L 10 U 185/15

Land
Nordrhein-Westfalen
Sozialgericht
LSG Nordrhein-Westfalen
Sachgebiet
Unfallversicherung
Abteilung
10
1. Instanz
SG Duisburg (NRW)
Aktenzeichen
S 4 KN 490/11 U
Datum
2. Instanz
LSG Nordrhein-Westfalen
Aktenzeichen
L 10 U 185/15
Datum
3. Instanz
Bundessozialgericht
Aktenzeichen
B 2 U 95/17 B
Datum
Kategorie
Urteil
Leitsätze
NZB als unzulässig verworfen
Die Berufung des Klägers gegen das Urteil des Sozialgerichts Duisburg vom 06.02.2015 wird zurückgewiesen. Kosten sind nicht zu erstatten.

Tatbestand:

Die Beteiligten streiten um die Anerkennung der Berufskrankheiten (BK) Nr 1315 ("Erkrankungen durch Isocyanate, die zur Unterlassung aller Tätigkeiten gezwungen haben, die für die Entstehung, die Verschlimmerung oder das Wiederaufleben der Krankheit ursächlich waren oder sein können."), Nr 4301 ("durch allergisierende Stoff verursachte obstruktive Atemwegserkrankungen, die zur Unterlassung aller Tätigkeiten gezwungen haben, die für die Entstehung, die Verschlimmerung oder das Wiederaufleben der Krankheit ursächlich waren oder sein können.") und Nr 4302 ("durch chemisch-irritativ oder toxisch wirkende Stoffe verursachte obstruktive Atemwegserkrankungen, die zur Unterlassung aller Tätigkeiten gezwungen haben, die für die Entstehung, die Verschlimmerung oder das Wiederaufleben der Krankheit ursächlich waren oder sein können.") der Anlage zur Berufkrankheiten-Verordnung (BKV).
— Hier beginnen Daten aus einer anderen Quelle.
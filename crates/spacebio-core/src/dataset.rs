//! # Data & Methods Tab
//!
//! Static dataset sheet shown for every record.

use crate::{Record, RecordId};
use serde::{Deserialize, Serialize};

#[derive(Debug, Clone, PartialEq, Eq, Serialize)]
pub struct SheetField {
    pub label: &'static str,
    pub value: &'static str,
}

/// A downloadable bundle offered by the tab.
#[derive(Debug, Clone, Copy, Default, PartialEq, Eq, Serialize, Deserialize)]
#[serde(rename_all = "kebab-case")]
pub enum DownloadOption {
    #[default]
    RawData,
    ProcessedData,
    Metadata,
    AnalysisScripts,
}

impl DownloadOption {
    pub const ALL: [DownloadOption; 4] = [
        DownloadOption::RawData,
        DownloadOption::ProcessedData,
        DownloadOption::Metadata,
        DownloadOption::AnalysisScripts,
    ];

    #[must_use]
    pub const fn label(self) -> &'static str {
        match self {
            Self::RawData => "Download Raw Data",
            Self::ProcessedData => "Download Processed Data",
            Self::Metadata => "Download Metadata",
            Self::AnalysisScripts => "Download Analysis Scripts",
        }
    }

    /// Archive name for a record's bundle: `GLDS-394-raw-data.zip`.
    #[must_use]
    pub fn file_name(self, record: &Record) -> String {
        let stem = record
            .osdr_id
            .clone()
            .unwrap_or_else(|| format!("record-{}", record.id));
        let suffix = match self {
            Self::RawData => "raw-data.zip",
            Self::ProcessedData => "processed-data.zip",
            Self::Metadata => "metadata.json",
            Self::AnalysisScripts => "analysis-scripts.zip",
        };
        format!("{stem}-{suffix}")
    }
}

#[derive(Debug, Clone, PartialEq, Eq, Serialize)]
pub struct DatasetSheet {
    pub record: RecordId,
    pub osdr_id: Option<String>,
    pub info: Vec<SheetField>,
    pub conditions: Vec<SheetField>,
    pub downloads: Vec<DownloadOption>,
}

const fn field(label: &'static str, value: &'static str) -> SheetField {
    SheetField { label, value }
}

impl DatasetSheet {
    #[must_use]
    pub fn for_record(record: &Record) -> Self {
        Self {
            record: record.id,
            osdr_id: record.osdr_id.clone(),
            info: vec![
                field("Data Type", "Transcriptomic, Proteomic"),
                field("Sample Size", "24 biological replicates"),
                field("Platform", "RNA-seq, Mass Spectrometry"),
                field("File Format", "FASTQ, RAW, CSV"),
                field("Size", "2.3 GB"),
                field("Access Level", "Public"),
            ],
            conditions: vec![
                field("Microgravity Exposure", "48 hours"),
                field("Temperature", "22°C ± 1°C"),
                field("Humidity", "70% ± 5%"),
                field("Light Cycle", "16h light / 8h dark"),
            ],
            downloads: DownloadOption::ALL.to_vec(),
        }
    }
}

#[cfg(test)]
mod tests {
    use super::*;
    use crate::Catalog;

    #[test]
    fn sheet_lists_info_conditions_and_downloads() {
        let catalog = Catalog::builtin();
        let sheet = DatasetSheet::for_record(&catalog.records()[1]);

        assert_eq!(sheet.record, RecordId(2));
        assert_eq!(sheet.osdr_id.as_deref(), Some("GLDS-401"));
        assert_eq!(sheet.info.len(), 6);
        assert_eq!(sheet.conditions[0].value, "48 hours");
        assert_eq!(sheet.downloads.first().map(|d| d.label()), Some("Download Raw Data"));
    }

    #[test]
    fn download_names_fall_back_to_record_id() {
        let catalog = Catalog::builtin();
        assert_eq!(
            DownloadOption::RawData.file_name(&catalog.records()[0]),
            "GLDS-394-raw-data.zip"
        );
        assert_eq!(
            DownloadOption::Metadata.file_name(&catalog.records()[2]),
            "record-3-metadata.json"
        );
    }
}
Der 1950 geborene Kläger wurde von 1965 bis 1968 auf der Zeche P als Starkstromelektriker ausgebildet und war als solcher bis September 1969 unter Tage tätig. Danach war er von 1969 bis 1976 außerhalb des Bergbaus beschäftigt. Seit 1976 war der Kläger erneut im Bergbau tätig, zunächst als Revierelektriker auf der Zeche P im Abbau. Von 1977 bis 1979 besuchte er die Bergschule in N. Sodann war er als Elektrosteiger ausschließlich unter Tage beschäftigt, bis er im Oktober 1998 aus dem Bergbau ausschied. Eine Erwerbstätigkeit hat er seither nicht mehr ausgeübt.

Seit 2006 befand sich der Kläger in regelmäßiger lungenfachärztlicher Behandlung bei Dr. I, der 2011 eine obstruktive Atemwegserkrankung diagnostizierte, welche nach seinen Ausführungen in Ansätzen seit 2006 zu erkennen gewesen sei. Zuvor fanden lungenfachärztliche Behandlungen nicht statt. Eine stationäre medizinische Rehabilitationsmaßnahme in Bad S im November 1996, welche der Kläger auf eine 1996 erlittene Lungenentzündung zurückführt, erfolgte ausweislich der Einweisungsdiagnosen aufgrund uncharakteristischer, rezidivierender Hautveränderungen, belastungsabhängig rezidivierender Lendenwirbelsäulen (LWS) -beschwerden, uncharakteristischer, rezidivierender Schulter- und Kniegelenksarthralgien, Restbeschwerden nach 1972 erlittenem Wehrdienstunfall mit Schlüsselbeinfraktur links und einer deutlichen abdominellen Aortensklerose bei Fettstoffwechselstörung.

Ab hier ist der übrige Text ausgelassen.